::: DATA EXCERPTS :::

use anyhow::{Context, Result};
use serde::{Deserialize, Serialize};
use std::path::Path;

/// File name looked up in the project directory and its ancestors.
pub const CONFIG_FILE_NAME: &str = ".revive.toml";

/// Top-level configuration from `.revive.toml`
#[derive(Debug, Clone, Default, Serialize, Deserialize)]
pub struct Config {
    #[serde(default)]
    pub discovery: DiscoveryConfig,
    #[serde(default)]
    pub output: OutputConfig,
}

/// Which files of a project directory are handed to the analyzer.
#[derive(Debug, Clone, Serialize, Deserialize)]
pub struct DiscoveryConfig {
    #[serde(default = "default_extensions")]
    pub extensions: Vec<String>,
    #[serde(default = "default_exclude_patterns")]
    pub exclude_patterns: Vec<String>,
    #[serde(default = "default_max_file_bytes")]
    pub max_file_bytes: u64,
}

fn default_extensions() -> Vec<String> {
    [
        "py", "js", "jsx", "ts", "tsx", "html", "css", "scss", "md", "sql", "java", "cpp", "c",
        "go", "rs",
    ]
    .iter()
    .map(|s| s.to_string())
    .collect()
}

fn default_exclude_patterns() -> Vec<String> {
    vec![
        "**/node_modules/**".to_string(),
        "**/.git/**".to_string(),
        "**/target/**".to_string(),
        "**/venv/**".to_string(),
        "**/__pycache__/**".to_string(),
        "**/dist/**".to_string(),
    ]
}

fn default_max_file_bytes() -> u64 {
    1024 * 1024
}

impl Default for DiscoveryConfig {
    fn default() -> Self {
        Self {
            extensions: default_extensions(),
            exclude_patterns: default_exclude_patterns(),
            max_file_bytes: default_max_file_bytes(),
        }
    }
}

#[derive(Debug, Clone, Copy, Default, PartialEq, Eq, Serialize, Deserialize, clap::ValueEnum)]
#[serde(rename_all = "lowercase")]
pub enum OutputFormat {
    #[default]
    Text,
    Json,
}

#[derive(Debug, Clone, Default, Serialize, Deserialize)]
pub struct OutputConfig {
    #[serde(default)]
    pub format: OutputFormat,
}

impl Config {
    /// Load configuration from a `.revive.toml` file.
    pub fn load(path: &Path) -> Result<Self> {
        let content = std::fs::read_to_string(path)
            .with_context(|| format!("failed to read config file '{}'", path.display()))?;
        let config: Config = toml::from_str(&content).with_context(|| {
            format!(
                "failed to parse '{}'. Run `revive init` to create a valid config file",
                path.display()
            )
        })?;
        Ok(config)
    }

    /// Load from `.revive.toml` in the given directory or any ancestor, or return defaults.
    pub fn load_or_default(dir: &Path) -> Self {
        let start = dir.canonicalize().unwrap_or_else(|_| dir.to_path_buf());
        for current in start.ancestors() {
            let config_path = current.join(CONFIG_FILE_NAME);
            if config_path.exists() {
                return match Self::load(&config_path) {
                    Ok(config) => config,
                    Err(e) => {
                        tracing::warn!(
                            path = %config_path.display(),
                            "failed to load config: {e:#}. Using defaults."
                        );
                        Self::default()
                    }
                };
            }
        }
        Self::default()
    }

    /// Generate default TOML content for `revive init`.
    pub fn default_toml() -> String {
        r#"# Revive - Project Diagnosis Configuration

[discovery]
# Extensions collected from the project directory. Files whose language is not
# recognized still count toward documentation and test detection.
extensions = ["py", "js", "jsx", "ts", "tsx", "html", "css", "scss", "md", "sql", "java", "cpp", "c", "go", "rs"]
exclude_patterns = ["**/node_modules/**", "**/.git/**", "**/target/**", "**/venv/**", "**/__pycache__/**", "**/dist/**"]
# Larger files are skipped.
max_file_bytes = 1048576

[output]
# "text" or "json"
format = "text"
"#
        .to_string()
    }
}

:::
::: DATA EXCERPTS :::

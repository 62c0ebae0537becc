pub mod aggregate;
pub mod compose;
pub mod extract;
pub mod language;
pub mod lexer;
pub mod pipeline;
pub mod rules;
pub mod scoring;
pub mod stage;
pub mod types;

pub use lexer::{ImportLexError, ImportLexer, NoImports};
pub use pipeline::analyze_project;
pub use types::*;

:::
::: DATA EXCERPTS :::

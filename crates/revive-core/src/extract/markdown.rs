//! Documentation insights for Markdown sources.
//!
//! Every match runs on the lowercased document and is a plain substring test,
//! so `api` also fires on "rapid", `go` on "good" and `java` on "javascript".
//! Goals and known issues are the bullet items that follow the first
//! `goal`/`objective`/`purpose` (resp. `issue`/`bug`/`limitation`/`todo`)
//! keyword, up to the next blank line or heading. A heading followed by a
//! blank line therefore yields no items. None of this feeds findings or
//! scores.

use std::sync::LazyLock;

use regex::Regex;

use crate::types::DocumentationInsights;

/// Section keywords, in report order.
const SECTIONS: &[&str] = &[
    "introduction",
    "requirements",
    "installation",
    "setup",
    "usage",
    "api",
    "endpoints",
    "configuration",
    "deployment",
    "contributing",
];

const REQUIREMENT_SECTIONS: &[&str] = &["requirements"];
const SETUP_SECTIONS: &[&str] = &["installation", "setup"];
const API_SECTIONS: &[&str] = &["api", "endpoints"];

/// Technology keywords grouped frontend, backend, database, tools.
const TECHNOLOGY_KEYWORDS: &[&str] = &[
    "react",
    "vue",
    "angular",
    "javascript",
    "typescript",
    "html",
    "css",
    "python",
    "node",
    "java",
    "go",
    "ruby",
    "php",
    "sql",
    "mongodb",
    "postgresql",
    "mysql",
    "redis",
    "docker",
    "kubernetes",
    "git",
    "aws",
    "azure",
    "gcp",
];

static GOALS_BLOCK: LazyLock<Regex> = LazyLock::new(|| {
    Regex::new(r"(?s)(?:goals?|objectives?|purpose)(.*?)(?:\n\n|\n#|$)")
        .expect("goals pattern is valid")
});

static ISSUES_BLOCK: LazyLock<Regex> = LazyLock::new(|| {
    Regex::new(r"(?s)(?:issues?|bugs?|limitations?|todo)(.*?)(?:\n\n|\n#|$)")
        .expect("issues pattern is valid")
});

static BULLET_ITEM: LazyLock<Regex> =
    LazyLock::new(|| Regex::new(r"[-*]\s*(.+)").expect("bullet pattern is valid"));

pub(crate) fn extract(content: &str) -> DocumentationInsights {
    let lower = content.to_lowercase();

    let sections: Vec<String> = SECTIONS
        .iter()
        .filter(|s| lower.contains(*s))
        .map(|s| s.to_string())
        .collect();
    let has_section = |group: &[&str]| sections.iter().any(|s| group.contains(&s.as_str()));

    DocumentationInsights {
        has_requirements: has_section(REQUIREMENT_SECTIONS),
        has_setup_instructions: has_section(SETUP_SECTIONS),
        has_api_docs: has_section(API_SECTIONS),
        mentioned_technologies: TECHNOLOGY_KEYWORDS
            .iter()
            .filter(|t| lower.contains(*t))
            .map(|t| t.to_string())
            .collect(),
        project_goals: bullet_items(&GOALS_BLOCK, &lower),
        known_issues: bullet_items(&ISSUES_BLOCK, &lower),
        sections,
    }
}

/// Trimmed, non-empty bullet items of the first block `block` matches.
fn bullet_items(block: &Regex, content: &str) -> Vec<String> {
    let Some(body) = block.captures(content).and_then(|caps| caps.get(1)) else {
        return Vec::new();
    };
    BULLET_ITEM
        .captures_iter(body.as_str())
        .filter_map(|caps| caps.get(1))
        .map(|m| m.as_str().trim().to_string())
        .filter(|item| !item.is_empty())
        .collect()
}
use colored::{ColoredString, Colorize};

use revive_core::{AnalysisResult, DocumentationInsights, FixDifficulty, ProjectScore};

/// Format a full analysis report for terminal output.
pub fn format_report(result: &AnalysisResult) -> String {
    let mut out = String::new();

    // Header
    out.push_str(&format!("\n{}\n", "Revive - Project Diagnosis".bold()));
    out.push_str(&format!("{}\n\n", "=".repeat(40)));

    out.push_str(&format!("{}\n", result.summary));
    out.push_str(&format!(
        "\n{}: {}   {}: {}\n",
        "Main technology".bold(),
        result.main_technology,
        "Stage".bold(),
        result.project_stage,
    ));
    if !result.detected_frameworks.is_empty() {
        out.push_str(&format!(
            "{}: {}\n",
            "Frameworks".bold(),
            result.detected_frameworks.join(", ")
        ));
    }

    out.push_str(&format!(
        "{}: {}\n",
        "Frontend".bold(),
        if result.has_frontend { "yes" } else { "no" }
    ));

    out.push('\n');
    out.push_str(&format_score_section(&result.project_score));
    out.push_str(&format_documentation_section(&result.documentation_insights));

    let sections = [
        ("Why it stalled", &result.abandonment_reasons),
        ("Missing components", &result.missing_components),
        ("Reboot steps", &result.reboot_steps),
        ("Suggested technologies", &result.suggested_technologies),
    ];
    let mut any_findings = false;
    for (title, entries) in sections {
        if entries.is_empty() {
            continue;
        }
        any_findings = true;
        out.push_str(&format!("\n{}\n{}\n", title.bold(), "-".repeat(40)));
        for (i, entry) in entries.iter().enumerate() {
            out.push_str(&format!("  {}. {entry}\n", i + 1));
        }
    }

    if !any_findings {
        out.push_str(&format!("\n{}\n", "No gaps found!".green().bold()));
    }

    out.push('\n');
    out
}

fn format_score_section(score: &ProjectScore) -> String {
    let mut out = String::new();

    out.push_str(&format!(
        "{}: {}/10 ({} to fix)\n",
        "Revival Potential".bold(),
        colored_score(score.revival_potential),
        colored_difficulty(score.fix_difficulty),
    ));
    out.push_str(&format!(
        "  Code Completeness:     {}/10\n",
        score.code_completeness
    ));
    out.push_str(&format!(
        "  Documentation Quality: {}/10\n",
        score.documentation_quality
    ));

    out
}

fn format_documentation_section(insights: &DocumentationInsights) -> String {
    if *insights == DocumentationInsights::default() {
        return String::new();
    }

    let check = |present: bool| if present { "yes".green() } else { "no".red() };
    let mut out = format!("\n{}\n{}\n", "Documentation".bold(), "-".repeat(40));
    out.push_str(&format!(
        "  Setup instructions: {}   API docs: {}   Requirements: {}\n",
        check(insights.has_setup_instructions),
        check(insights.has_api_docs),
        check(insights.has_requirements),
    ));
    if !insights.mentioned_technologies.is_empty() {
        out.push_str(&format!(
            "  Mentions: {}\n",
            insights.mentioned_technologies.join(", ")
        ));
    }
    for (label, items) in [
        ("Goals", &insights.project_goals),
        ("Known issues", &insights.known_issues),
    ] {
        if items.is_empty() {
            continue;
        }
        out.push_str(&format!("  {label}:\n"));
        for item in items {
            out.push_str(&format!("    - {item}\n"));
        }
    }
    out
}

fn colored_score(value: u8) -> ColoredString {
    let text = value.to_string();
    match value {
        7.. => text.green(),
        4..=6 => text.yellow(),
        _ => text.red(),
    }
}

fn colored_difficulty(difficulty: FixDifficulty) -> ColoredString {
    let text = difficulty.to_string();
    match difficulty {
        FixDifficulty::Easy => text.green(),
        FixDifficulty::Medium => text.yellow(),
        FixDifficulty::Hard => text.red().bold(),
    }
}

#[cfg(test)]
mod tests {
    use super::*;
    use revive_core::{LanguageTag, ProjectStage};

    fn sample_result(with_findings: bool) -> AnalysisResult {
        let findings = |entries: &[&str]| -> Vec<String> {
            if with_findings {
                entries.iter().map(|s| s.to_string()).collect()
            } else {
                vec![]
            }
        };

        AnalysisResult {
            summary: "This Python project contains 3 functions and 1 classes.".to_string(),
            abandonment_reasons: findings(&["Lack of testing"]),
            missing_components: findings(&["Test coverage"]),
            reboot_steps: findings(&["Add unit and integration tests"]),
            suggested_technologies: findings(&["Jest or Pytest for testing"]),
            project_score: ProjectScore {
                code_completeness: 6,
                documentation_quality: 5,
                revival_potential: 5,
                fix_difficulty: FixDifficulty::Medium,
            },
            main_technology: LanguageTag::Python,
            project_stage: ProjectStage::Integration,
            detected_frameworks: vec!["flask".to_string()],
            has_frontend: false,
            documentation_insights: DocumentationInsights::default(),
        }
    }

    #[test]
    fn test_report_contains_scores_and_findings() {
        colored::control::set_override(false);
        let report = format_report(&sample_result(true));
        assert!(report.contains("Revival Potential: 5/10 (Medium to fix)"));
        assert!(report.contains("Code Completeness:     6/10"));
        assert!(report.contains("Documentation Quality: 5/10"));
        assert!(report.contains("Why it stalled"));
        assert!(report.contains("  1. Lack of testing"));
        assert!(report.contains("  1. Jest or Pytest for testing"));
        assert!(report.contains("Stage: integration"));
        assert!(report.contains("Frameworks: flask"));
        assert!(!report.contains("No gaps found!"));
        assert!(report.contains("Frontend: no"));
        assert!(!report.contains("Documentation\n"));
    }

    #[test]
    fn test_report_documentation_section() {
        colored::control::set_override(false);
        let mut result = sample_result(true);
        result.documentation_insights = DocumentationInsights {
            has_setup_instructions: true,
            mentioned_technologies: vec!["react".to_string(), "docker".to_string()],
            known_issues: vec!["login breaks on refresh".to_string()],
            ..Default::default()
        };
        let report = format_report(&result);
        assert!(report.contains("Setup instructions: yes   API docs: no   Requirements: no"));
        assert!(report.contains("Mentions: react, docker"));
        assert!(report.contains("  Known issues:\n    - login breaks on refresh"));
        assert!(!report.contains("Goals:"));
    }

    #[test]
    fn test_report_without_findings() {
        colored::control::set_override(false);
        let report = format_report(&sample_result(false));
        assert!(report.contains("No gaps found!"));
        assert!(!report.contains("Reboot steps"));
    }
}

:::

WHAT THE TASK ASKS: What do the lines above say from the one containing "static GOALS_BLOCK: LazyLock<Regex>" down to the one containing "static BULLET_ITEM: LazyLock<Regex>"? Return them exactly, both end lines included, and only them.

TASK ANSWER:
static GOALS_BLOCK: LazyLock<Regex> = LazyLock::new(|| {
    Regex::new(r"(?s)(?:goals?|objectives?|purpose)(.*?)(?:\n\n|\n#|$)")
        .expect("goals pattern is valid")
});

static ISSUES_BLOCK: LazyLock<Regex> = LazyLock::new(|| {
    Regex::new(r"(?s)(?:issues?|bugs?|limitations?|todo)(.*?)(?:\n\n|\n#|$)")
        .expect("issues pattern is valid")
});

static BULLET_ITEM: LazyLock<Regex> =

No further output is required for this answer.